Responsável: Prof. Dr. Martin Haardt (Ilmenau University of Technology)
Data: 27 de abril de 2017
Local: Sala de Seminários do GTEL (Bloco 722 do Campus do Pici)
The truncated version of the higher-order singular value decomposition (HOSVD) has a great significance in multi-dimensional tensor-based signal processing. It allows to extract the principal components from noisy observations in order to find a low-rank approximation of the multi-dimensional data. In a variety of applications, including image processing, object and pattern recognition, high-resolution parameter estimation, control engineering as well as data analysis, the truncated HOSVD is used to “denoise” or “compress” noise-corrupted data.

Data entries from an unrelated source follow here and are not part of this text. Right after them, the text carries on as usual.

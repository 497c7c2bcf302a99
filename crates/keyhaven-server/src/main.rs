//! `KeyHaven` server entry point.
//!
//! Loads configuration, validates the master key, bootstraps the storage
//! backend, then starts the Axum HTTP server with graceful shutdown.

use std::sync::Arc;

use anyhow::Context;
use tokio::net::TcpListener;
use tracing::info;

use keyhaven_core::breach::BreachClient;
use keyhaven_core::crypto::StaticKeyProvider;
use keyhaven_core::session::SessionSigner;
use keyhaven_storage::{MemoryStore, PostgresStore, VaultStore};

use keyhaven_server::config::{ServerConfig, StorageBackendType};
use keyhaven_server::routes;
use keyhaven_server::state::AppState;

#[tokio::main]
async fn main() -> anyhow::Result<()> {
    // Fail fast on a missing or short master key, before anything binds.
    let config = ServerConfig::from_env()?;

    // Initialize structured logging.
    tracing_subscriber::fmt()
        .with_env_filter(
            tracing_subscriber::EnvFilter::try_from_default_env()
                .unwrap_or_else(|_| tracing_subscriber::EnvFilter::new(&config.log_level)),
        )
        .json()
        .init();

    info!(storage = config.storage_backend.kind(), "KeyHaven starting");

    let store: Arc<dyn VaultStore> = match &config.storage_backend {
        StorageBackendType::Memory => {
            info!("using in-memory storage (data will not persist)");
            Arc::new(MemoryStore::new())
        }
        StorageBackendType::Postgres { url } => {
            info!("using PostgreSQL storage");
            Arc::new(
                PostgresStore::connect(url)
                    .await
                    .context("failed to connect to PostgreSQL storage")?,
            )
        }
    };

    let breach = BreachClient::new(config.breach_base_url.clone(), config.breach_timeout)
        .context("failed to build breach API client")?;

    let state = Arc::new(AppState {
        store,
        keys: StaticKeyProvider::new(config.master_key.clone()),
        signer: SessionSigner::new(&config.jwt_secret),
        breach,
    });

    let app = routes::app(state);

    let listener = TcpListener::bind(config.bind_addr)
        .await
        .with_context(|| format!("failed to bind to {}", config.bind_addr))?;

    info!(addr = %config.bind_addr, "KeyHaven server listening");

    axum::serve(listener, app)
        .with_graceful_shutdown(shutdown_signal())
        .await
        .context("server error")?;

    info!("KeyHaven server stopped");
    Ok(())
}

/// Wait for SIGINT or SIGTERM.
async fn shutdown_signal() {
    let ctrl_c = async {
        tokio::signal::ctrl_c().await.ok();
    };

    #[cfg(unix)]
    let terminate = async {
        if let Ok(mut sig) =
            tokio::signal::unix::signal(tokio::signal::unix::SignalKind::terminate())
        {
            sig.recv().await;
        }
    };

    #[cfg(not(unix))]
    let terminate = std::future::pending::<()>();

    tokio::select! {
        () = ctrl_c => {},
        () = terminate => {},
    }

    info!("shutdown signal received, stopping server");
}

In this presentation, we address the question of how good this approximation is by analytically quantifying the tensor reconstruction error introduced by the truncated HOSVD. To this end, we present a first-order perturbation analysis of the truncated HOSVD to obtain analytical expressions for the signal subspace error in each dimension as well as the tensor reconstruction error induced by the low-rank approximation of the noise corrupted tensor. The results are asymptotic in the signal-to-noise ratio (SNR) and expressed in terms of the second-order moments of the noise, such that apart from a zero mean, no assumptions on the noise statistics are required. Empirical simulation results verify the obtained analytical expressions.